In late March, Eastern District of Virginia Judge M. Hanna Lauck granted a Microsoft motion to transfer the case filed by ThroughPuter, Inc. there, a year ago nearly to the day, to the Western District of Washington. After losing the six-months long fight over that proposed transfer, ThroughPuter has doubled down, filing a new case against Microsoft ( 2:22-cv-00492) in the Western District of Washington, asserting two more patents from the same large family, both having issued to the plaintiff since it filed the first case last year. Both cases are situated in a central dispute over the early development of modern distributed computing systems.

On March 31, 2021, ThroughPuter accused Microsoft of infringing nine patents from the roughly 40-member family (9,424,090; 9,632,833; 10,133,599; 10,310,902; 10,318,353; 10,430,242; 10,437,644; 10,620,998; 10,963,306), this new complaint adding allegations as to two more (11,036,556; 11,150,948). The family has grant dates ranging from June 2012 through November 2021 with an earliest estimated priority date in February 2010. Prosecution of multiple related applications continues before the USPTO. Mark Sandstrom is the sole named inventor on the earliest patents, with others joining him on later members.

ThroughPuter's complaints allege a history of interactions between the parties that preceded the current litigation—with the pleadings laying out a tension in the development of distributed computing. ThroughPuter contends that it "disclosed a reconfigurable and dynamic parallel execution architecture running on FPGA processors in writing" to Microsoft in 2013. Two years later, Microsoft filed a patent application on the same "hardware-based fabric". For additional details on this history, as well as for more information on Sandstrom and ThroughPuter themselves, see "ThroughPuter Takes Aim at Microsoft's Azure Platform" (April 2021).
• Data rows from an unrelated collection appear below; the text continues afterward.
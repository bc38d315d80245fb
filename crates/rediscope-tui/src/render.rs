// Copyright 2026 Phillip Cloud
// Licensed under the Apache License, Version 2.0

use rediscope_app::{Mode, NotificationKind, SessionView, Ttl, ValuePayload};
use ratatui::layout::{Constraint, Direction, Layout, Rect};
use ratatui::style::{Color, Modifier, Style};
use ratatui::widgets::{Block, Borders, Clear, List, ListItem, ListState, Paragraph, Tabs, Wrap};

const HIGHLIGHT_SYMBOL: &str = "> ";
const INPUT_CURSOR: &str = "▏";

pub fn render(frame: &mut ratatui::Frame<'_>, view: &SessionView<'_>) {
    let layout = Layout::default()
        .direction(Direction::Vertical)
        .constraints([
            Constraint::Length(3),
            Constraint::Min(1),
            Constraint::Length(3),
        ])
        .split(frame.area());

    let tabs = Tabs::new(tab_titles(view))
        .block(
            Block::default()
                .title(header_title(view))
                .borders(Borders::ALL),
        )
        .style(Style::default().fg(Color::White))
        .highlight_style(
            Style::default()
                .fg(Color::Cyan)
                .add_modifier(Modifier::BOLD),
        )
        .select(usize::from(view.active_database));
    frame.render_widget(tabs, layout[0]);

    let body = Layout::default()
        .direction(Direction::Horizontal)
        .constraints([Constraint::Percentage(35), Constraint::Percentage(65)])
        .split(layout[1]);
    render_key_list(frame, body[0], view);

    let value = Paragraph::new(
        view.value
            .as_ref()
            .map(|value| value_text(value.payload))
            .unwrap_or_default(),
    )
    .wrap(Wrap { trim: false })
    .block(Block::default().title(value_title(view)).borders(Borders::ALL));
    frame.render_widget(value, body[1]);

    let status = Paragraph::new(status_text(view))
        .style(status_style(view))
        .block(Block::default().borders(Borders::ALL));
    frame.render_widget(status, layout[2]);

    if view.mode == Mode::Help {
        let area = centered_rect(70, 60, frame.area());
        frame.render_widget(Clear, area);
        let help = Paragraph::new(help_overlay_text())
            .block(Block::default().title("help").borders(Borders::ALL));
        frame.render_widget(help, area);
    }
}

fn render_key_list(frame: &mut ratatui::Frame<'_>, area: Rect, view: &SessionView<'_>) {
    let items = view
        .keys
        .iter()
        .map(|key| ListItem::new(*key))
        .collect::<Vec<_>>();
    let list = List::new(items)
        .block(
            Block::default()
                .title(key_list_title(view))
                .borders(Borders::ALL),
        )
        .highlight_style(
            Style::default()
                .fg(Color::Black)
                .bg(Color::Cyan)
                .add_modifier(Modifier::BOLD),
        )
        .highlight_symbol(HIGHLIGHT_SYMBOL);
    let mut state = ListState::default().with_selected(view.highlight);
    frame.render_stateful_widget(list, area, &mut state);
}

pub fn tab_titles(view: &SessionView<'_>) -> Vec<String> {
    (0..view.database_count)
        .map(|index| {
            if view.switching_to == Some(index) {
                format!("db{index}…")
            } else {
                format!("db{index}")
            }
        })
        .collect()
}

fn header_title(view: &SessionView<'_>) -> String {
    if view.endpoint.is_empty() {
        "rediscope".to_owned()
    } else {
        format!("rediscope {}", view.endpoint)
    }
}

pub fn key_list_title(view: &SessionView<'_>) -> String {
    let mut title = format!("keys {}/{}", view.page_number, view.page_count);
    if view.can_advance {
        title.push('+');
    }
    if view.filter_committed && view.mode != Mode::Filtering {
        title.push_str(&format!(" [{}]", view.filter_text));
    }
    if view.listing_pending {
        title.push_str(" loading");
    }
    title
}

pub fn value_title(view: &SessionView<'_>) -> String {
    let Some(value) = view.value.as_ref() else {
        return "value".to_owned();
    };
    let kind = value.payload.key_type().as_str();
    match value.ttl {
        Ttl::Expires(seconds) => {
            format!("{} ({kind}, expires in {seconds} seconds)", value.key)
        }
        Ttl::Persistent => format!("{} ({kind})", value.key),
    }
}

/// Strings are shown as-is; structured values are pretty-printed JSON.
pub fn value_text(payload: &ValuePayload) -> String {
    match payload {
        ValuePayload::Text(text) => text.clone(),
        _ => serde_json::to_string_pretty(&payload.to_json())
            .unwrap_or_else(|_| payload.to_plain_text()),
    }
}

pub fn status_text(view: &SessionView<'_>) -> String {
    match view.mode {
        Mode::Filtering => return format!("/{}{INPUT_CURSOR}", view.filter_text),
        Mode::EditingValue => {
            let key = view.value.as_ref().map_or("", |value| value.key);
            let staged = view.staged_edit.unwrap_or_default();
            return format!("edit {key}: {staged}{INPUT_CURSOR}  (enter save | esc cancel)");
        }
        Mode::Listing | Mode::Help => {}
    }

    if let Some(notification) = view.notification {
        return format!("{}: {}", notification.kind.as_str(), notification.text);
    }
    format!(
        "{} | j/k move | n/p page | / filter | enter edit | tab db | y copy | x/X delete | r refresh | ? help | q quit",
        view.mode.as_str().to_ascii_uppercase()
    )
}

fn status_style(view: &SessionView<'_>) -> Style {
    let color = match view.notification.map(|notification| notification.kind) {
        _ if matches!(view.mode, Mode::Filtering | Mode::EditingValue) => Color::White,
        Some(NotificationKind::Error) => Color::Red,
        Some(NotificationKind::Warning) => Color::Yellow,
        Some(NotificationKind::Info) => Color::Green,
        None => Color::Gray,
    };
    Style::default().fg(color)
}

pub fn help_overlay_text() -> &'static str {
    "navigation: j/k or up/down move | g/G first/last key\n\
pages: n/l/right next | p/h/left previous\n\
filter: / edit | enter apply | esc cancel\n\
value: enter edit (strings) | y copy | r refresh\n\
keys: x delete highlighted | X delete every visible key\n\
databases: tab next | shift+tab previous\n\
quit: q, esc or ctrl+c outside filter and edit\n\
any key closes this help"
}

fn centered_rect(percent_x: u16, percent_y: u16, area: Rect) -> Rect {
    let popup_layout = Layout::default()
        .direction(Direction::Vertical)
        .constraints([
            Constraint::Percentage((100 - percent_y) / 2),
            Constraint::Percentage(percent_y),
            Constraint::Percentage((100 - percent_y) / 2),
        ])
        .split(area);

    Layout::default()
        .direction(Direction::Horizontal)
        .constraints([
            Constraint::Percentage((100 - percent_x) / 2),
            Constraint::Percentage(percent_x),
            Constraint::Percentage((100 - percent_x) / 2),
        ])
        .split(popup_layout[1])[1]
}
Through both suits, the inventor-controlled plaintiff targets Microsoft's provision of its Azure cloud computing platform with its large family of patents.

In the Eastern District of Virginia, Microsoft responded to ThroughPuter's March 2021 complaint with a motion to dismiss claims for willful and indirect infringement, later filing a motion to transfer to the Western District of Washington. The court transferred the case, deferring to the new forum consideration of the motion to dismiss. Since landing before District Judge Barbara J. Rothstein in Washington, Microsoft has filed a motion to stay the case pending resolution of any proceedings instituted in response to five petitions for inter partes review (IPR), one of each of the '090, '833, '353, '242, and '306 patents, that Microsoft filed between February and April of 2022.

In mid-March 2022, Judge Rothstein denied a similar motion to stay in a set of cases filed by NPE WSOU Investments, LLC against F5 Networks, also filed originally in the Eastern District of Virginia but transferred to her court. There, Judge Rothstein did note in her order that F5 Networks had only filed petitions against a subset of the patents asserted across the four cases and that "it is far from certain that the PTAB will grant F5's petitions". However, she also cited with disapproval the timing of F5's petitions within the particular posture of those suits: "F5 filed the IPR petitions over a year after these lawsuits were initiated" where "[a]lmost all of the relevant deadlines in these cases have passed, and the trial date—already delayed once—has been set", further noting that "the filing of the IPR petitions appears to be little more than a dilatory tactic, in a case in which the Court has already been called upon to compel F5 to respond to discovery".

Microsoft argues in the brief supporting its motion for a stay that although it "did not file for IPR on four of the Asserted Patents, those patents are closely related to the patents subject to IPR and a favorable determination by the PTAB will affect the remaining patents" and that "this case is in its infancy" despite having been filed one year ago: "No scheduling order was entered when the case was pending in Virginia, the court there never ruled on the merits of Microsoft's partial motion to dismiss, and a schedule has not yet been issued in this Court". Notably, in December 2021, Judge Rothstein granted a motion to stay a case filed by WAG Acquisition, L.L.C. against several defendants pending resolution of ex parte reexam proceedings, the court finding that issues could be simplified through reexamination and that while fact discovery had closed, expert discovery and claim construction had yet to occur, with no trial date yet set. (The court also downplayed any prejudice to WAG where the plaintiff and defendants are not competitors; it is unclear how Judge Rothstein might view ThroughPuter and Microsoft here.)

ThroughPuter has yet to respond to Microsoft's motion to stay. The plaintiff is represented by Gardella Grace in the litigation. 4/13, Western District of Washington.